Andie Plamondon on mon 25 jul 05

I searched the archives to find an answer to my problem, and, ironically, I
came up with the identical question, posted in 2000 - by me:

"I am finally throwing large platters and bowls, ranging from 19" - 24" in
diameter. However, I am losing about 3/4 of them in firings to warpage. I
did find that stilting (with those porcelain cone 10 three point stilts) in
the glaze firing seems to contribute, but I have had some warp in the bisque
and some that weren't stilted warped in the glaze. They are thrown from two
clays (not mixed together, obviously - some from one, some from the other):
Standard 108 and 181. I let them dry slowly and completely upside down
and then bisque to 04 with a soak at 5 (medium). I glaze fire them to cone
The bottoms and walls are the same thickness, and I do trim and burnish the
very bottoms.
The warpage is in the bottoms of them, so when they go in they sit flat and
when they come out they don't. Occasionally one will also warp across the
top, so it goes in round and comes out oval. I have already tried varying my
bisque schedule, and also have tried firing lower in the glaze, to a cone
5/6 (6 conesitter), but nothing has made any difference. Any ideas?

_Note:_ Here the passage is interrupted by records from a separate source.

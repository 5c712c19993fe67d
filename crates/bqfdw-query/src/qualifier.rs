//! Predicate qualifiers and the operator vocabulary

use bqfdw_types::{Diagnostics, Scalar};
use serde::Serialize;

/// One pushed-down predicate fragment: `field operator value`.
#[derive(Debug, Clone, PartialEq, Serialize)]
pub struct Qualifier {
    pub field_name: String,
    pub operator: String,
    pub value: Scalar,
}

impl Qualifier {
    pub fn new(field_name: impl Into<String>, operator: impl Into<String>, value: impl Into<Scalar>) -> Self {
        Self {
            field_name: field_name.into(),
            operator: operator.into(),
            value: value.into(),
        }
    }
}

#[derive(Debug, Clone, Copy, PartialEq, Eq, Hash)]
pub enum SqlOperator {
    Eq,
    NotEq,
    Lt,
    LtEq,
    Gt,
    GtEq,
    Like,
    NotLike,
    In,
    IsNull,
    IsNotNull,
}

impl SqlOperator {
    /// Remote SQL keyword for this operator.
    pub fn keyword(&self) -> &'static str {
        match self {
            SqlOperator::Eq => "=",
            SqlOperator::NotEq => "<>",
            SqlOperator::Lt => "<",
            SqlOperator::LtEq => "<=",
            SqlOperator::Gt => ">",
            SqlOperator::GtEq => ">=",
            SqlOperator::Like => "LIKE",
            SqlOperator::NotLike => "NOT LIKE",
            SqlOperator::In => "IN",
            SqlOperator::IsNull => "IS NULL",
            SqlOperator::IsNotNull => "IS NOT NULL",
        }
    }

    /// Null checks take no bind parameter.
    pub fn is_null_check(&self) -> bool {
        matches!(self, SqlOperator::IsNull | SqlOperator::IsNotNull)
    }

    pub fn from_symbol(symbol: &str) -> Option<Self> {
        let op = match symbol.trim().to_ascii_uppercase().as_str() {
            "=" | "==" => SqlOperator::Eq,
            "<>" | "!=" => SqlOperator::NotEq,
            "<" => SqlOperator::Lt,
            "<=" => SqlOperator::LtEq,
            ">" => SqlOperator::Gt,
            ">=" => SqlOperator::GtEq,
            "~~" | "LIKE" => SqlOperator::Like,
            "!~~" | "NOT LIKE" => SqlOperator::NotLike,
            "IN" | "= ANY" => SqlOperator::In,
            "IS" | "IS NULL" => SqlOperator::IsNull,
            "IS NOT" | "IS NOT NULL" => SqlOperator::IsNotNull,
            _ => return None,
        };
        Some(op)
    }
}

/// Map a host operator symbol to a remote operator.
///
/// Unsupported symbols yield `None` and a warning; the caller skips the qualifier.
pub fn get_operator(symbol: &str, diagnostics: &Diagnostics) -> Option<SqlOperator> {
    let op = SqlOperator::from_symbol(symbol);
    if op.is_none() {
        diagnostics.warn(format!("Operator '{}' is not supported, qualifier skipped", symbol));
    }
    op
}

I don't
want to keep wasting clay until I can experiment with some possible
solutions, and would absolutely appreciate any ideas. I love making and
glazing them, and it's so hard to keep losing them over and over. I'm
willing to try new clays, new firing schedules, anything. "

Now, back then the responses I got suggested a wider foot ring (this seems
like a possible fix, and I will be trying this next) as well as drying
tips - but the problem seems to be in the glaze firing. I just ran a glaze
of 26" - 28" platters, and every one of them is warped on the bottom - went
in sitting flat, now they're not. I could scream.

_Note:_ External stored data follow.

//! Static type-mapping tables
//!
//! Three tables live here:
//! - relational type name -> remote type name, per dialect ([`TYPE_MAPPINGS`])
//! - remote type name -> safe explicit cast targets ([`CONVERSION_RULES`])
//! - remote type name -> relational type name, used when importing a catalog

use crate::SqlDialect;

/// One supported scalar type, named in all three vocabularies.
#[derive(Debug, Clone, Copy, PartialEq, Eq)]
pub struct TypeMapping {
    pub postgres: &'static str,
    pub standard: &'static str,
    pub legacy: &'static str,
}

impl TypeMapping {
    pub fn remote_name(&self, dialect: SqlDialect) -> &'static str {
        match dialect {
            SqlDialect::Standard => self.standard,
            SqlDialect::Legacy => self.legacy,
        }
    }
}

const fn mapping(postgres: &'static str, standard: &'static str, legacy: &'static str) -> TypeMapping {
    TypeMapping {
        postgres,
        standard,
        legacy,
    }
}

pub const TYPE_MAPPINGS: &[TypeMapping] = &[
    mapping("text", "STRING", "STRING"),
    mapping("character varying", "STRING", "STRING"),
    mapping("character", "STRING", "STRING"),
    mapping("bigint", "INT64", "INTEGER"),
    mapping("integer", "INT64", "INTEGER"),
    mapping("smallint", "INT64", "INTEGER"),
    mapping("double precision", "FLOAT64", "FLOAT"),
    mapping("real", "FLOAT64", "FLOAT"),
    mapping("numeric", "NUMERIC", "NUMERIC"),
    mapping("boolean", "BOOL", "BOOLEAN"),
    mapping("date", "DATE", "DATE"),
    mapping("timestamp without time zone", "TIMESTAMP", "TIMESTAMP"),
    mapping("timestamp with time zone", "TIMESTAMP", "TIMESTAMP"),
    mapping("time without time zone", "TIME", "TIME"),
    mapping("bytea", "BYTES", "BYTES"),
    mapping("json", "JSON", "STRING"),
    mapping("jsonb", "JSON", "STRING"),
];

/// Fallback remote type for relational types with no mapping. Same in both dialects.
pub const DEFAULT_REMOTE_TYPE: &str = "STRING";

/// Fallback relational type for remote types with no mapping.
pub const DEFAULT_POSTGRES_TYPE: &str = "text";

/// Normalize a relational type name as the host formats it.
///
/// Drops type modifiers (`numeric(10,2)`, `timestamp(3) without time zone`)
/// and resolves the common short aliases.
pub fn normalize_postgres_type(name: &str) -> String {
    let mut out = String::with_capacity(name.len());
    let mut depth = 0usize;
    for c in name.chars() {
        match c {
            '(' => depth += 1,
            ')' => depth = depth.saturating_sub(1),
            _ if depth == 0 => out.push(c),
            _ => {}
        }
    }
    let collapsed = out.split_whitespace().collect::<Vec<_>>().join(" ").to_lowercase();

    let canonical = match collapsed.as_str() {
        "varchar" => "character varying",
        "char" | "bpchar" => "character",
        "int8" => "bigint",
        "int" | "int4" => "integer",
        "int2" => "smallint",
        "float8" => "double precision",
        "float4" => "real",
        "decimal" => "numeric",
        "bool" => "boolean",
        "timestamp" => "timestamp without time zone",
        "timestamptz" => "timestamp with time zone",
        "time" => "time without time zone",
        other => return other.to_string(),
    };
    canonical.to_string()
}

/// Find the mapping row for a relational type name.
pub fn lookup_postgres(name: &str) -> Option<&'static TypeMapping> {
    let normalized = normalize_postgres_type(name);
    TYPE_MAPPINGS.iter().find(|m| m.postgres == normalized)
}

/// Remote type name for a relational type, defaulting to the generic string type.
pub fn remote_type_for(postgres_type: &str, dialect: SqlDialect) -> &'static str {
    lookup_postgres(postgres_type)
        .map(|m| m.remote_name(dialect))
        .unwrap_or(DEFAULT_REMOTE_TYPE)
}

/// Explicit casts considered safe from one remote type (standard names).
#[derive(Debug, Clone, Copy, PartialEq, Eq)]
pub struct ConversionRule {
    pub from: &'static str,
    pub to: &'static [&'static str],
}

pub const CONVERSION_RULES: &[ConversionRule] = &[
    ConversionRule { from: "INT64", to: &["BOOL", "FLOAT64", "INT64", "NUMERIC", "STRING"] },
    ConversionRule { from: "NUMERIC", to: &["FLOAT64", "INT64", "NUMERIC", "STRING"] },
    ConversionRule { from: "FLOAT64", to: &["FLOAT64", "INT64", "NUMERIC", "STRING"] },
    ConversionRule { from: "BOOL", to: &["BOOL", "INT64", "STRING"] },
    ConversionRule {
        from: "STRING",
        to: &[
            "BOOL", "BYTES", "DATE", "DATETIME", "FLOAT64", "INT64", "NUMERIC", "STRING", "TIME",
            "TIMESTAMP",
        ],
    },
    ConversionRule { from: "BYTES", to: &["BYTES", "STRING"] },
    ConversionRule { from: "DATE", to: &["DATE", "DATETIME", "STRING", "TIMESTAMP"] },
    ConversionRule { from: "DATETIME", to: &["DATE", "DATETIME", "STRING", "TIME", "TIMESTAMP"] },
    ConversionRule { from: "TIME", to: &["STRING", "TIME"] },
    ConversionRule { from: "TIMESTAMP", to: &["DATE", "DATETIME", "STRING", "TIME", "TIMESTAMP"] },
    ConversionRule { from: "JSON", to: &["JSON", "STRING"] },
    ConversionRule { from: "ARRAY", to: &["ARRAY"] },
    ConversionRule { from: "STRUCT", to: &["STRUCT"] },
];

pub fn conversion_rule(from: &str) -> Option<&'static ConversionRule> {
    CONVERSION_RULES.iter().find(|r| r.from.eq_ignore_ascii_case(from))
}

/// Whether `to` is a known cast target for any remote type.
pub fn is_known_cast_target(to: &str) -> bool {
    CONVERSION_RULES
        .iter()
        .any(|r| r.to.iter().any(|t| t.eq_ignore_ascii_case(to)))
}

/// Whether casting `from` -> `to` is listed as safe.
pub fn is_safe_cast(from: &str, to: &str) -> bool {
    conversion_rule(from)
        .map(|r| r.to.iter().any(|t| t.eq_ignore_ascii_case(to)))
        .unwrap_or(false)
}

/// Date/time families that get timezone conversion.
#[derive(Debug, Clone, Copy, PartialEq, Eq)]
pub enum TemporalFamily {
    Date,
    DateTime,
}

impl TemporalFamily {
    /// Family of a remote type name, if it is a date or datetime type.
    pub fn of(remote_type: &str) -> Option<Self> {
        match remote_type.to_ascii_uppercase().as_str() {
            "DATE" => Some(TemporalFamily::Date),
            "DATETIME" | "TIMESTAMP" => Some(TemporalFamily::DateTime),
            _ => None,
        }
    }

    /// Name of the remote conversion function for this family.
    pub fn function(&self) -> &'static str {
        match self {
            TemporalFamily::Date => "DATE",
            TemporalFamily::DateTime => "DATETIME",
        }
    }
}

const REMOTE_TO_POSTGRES: &[(&str, &str)] = &[
    ("BOOL", "boolean"),
    ("BOOLEAN", "boolean"),
    ("INT64", "bigint"),
    ("INTEGER", "bigint"),
    ("INT", "bigint"),
    ("SMALLINT", "bigint"),
    ("BIGINT", "bigint"),
    ("TINYINT", "bigint"),
    ("BYTEINT", "bigint"),
    ("FLOAT64", "double precision"),
    ("FLOAT", "double precision"),
    ("NUMERIC", "numeric"),
    ("DECIMAL", "numeric"),
    ("BIGNUMERIC", "numeric"),
    ("BIGDECIMAL", "numeric"),
    ("STRING", "text"),
    ("BYTES", "bytea"),
    ("DATE", "date"),
    ("DATETIME", "timestamp without time zone"),
    ("TIME", "time without time zone"),
    ("TIMESTAMP", "timestamp with time zone"),
    ("JSON", "jsonb"),
    ("GEOGRAPHY", "text"),
    ("INTERVAL", "interval"),
];

/// Relational type for a remote catalog type name.
///
/// Handles parameterized types (`STRING(10)`), `ARRAY<T>` (element type + `[]`)
/// and `STRUCT<...>` (`jsonb`). Anything unrecognised maps to `text`.
pub fn postgres_type_for_remote(remote: &str) -> String {
    let trimmed = remote.trim();
    let upper = trimmed.to_ascii_uppercase();

    if let Some(inner) = upper.strip_prefix("ARRAY<").and_then(|s| s.strip_suffix('>')) {
        let element = postgres_type_for_remote(inner);
        // Nested arrays and structs flatten to one dimension
        return if element.ends_with("[]") {
            element
        } else {
            format!("{}[]", element)
        };
    }
    if upper.starts_with("STRUCT") || upper.starts_with("RECORD") {
        return "jsonb".to_string();
    }

    let base = upper.split('(').next().unwrap_or("").trim();
    REMOTE_TO_POSTGRES
        .iter()
        .find(|(r, _)| *r == base)
        .map(|(_, p)| (*p).to_string())
        .unwrap_or_else(|| DEFAULT_POSTGRES_TYPE.to_string())
}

I suppose I could not stilt at all, but I do use glazes that run.

Any new ideas?

And now for a 2nd, new question:

In throwing platters, I have been having some air bubble problems on the
bottoms - I wedge, put the clay on the wheel, center, start throwing. What I
am finding is that after I pull out the center, the bottom is a full air
bubble - so big that it seems to spread across the bottom, and I don't see
it or feel it until it pops off the bat and the underside is basically
warped, sunken, and uneven. Is this just a compression problem in the
throwing process? Maybe too thin of a bottom?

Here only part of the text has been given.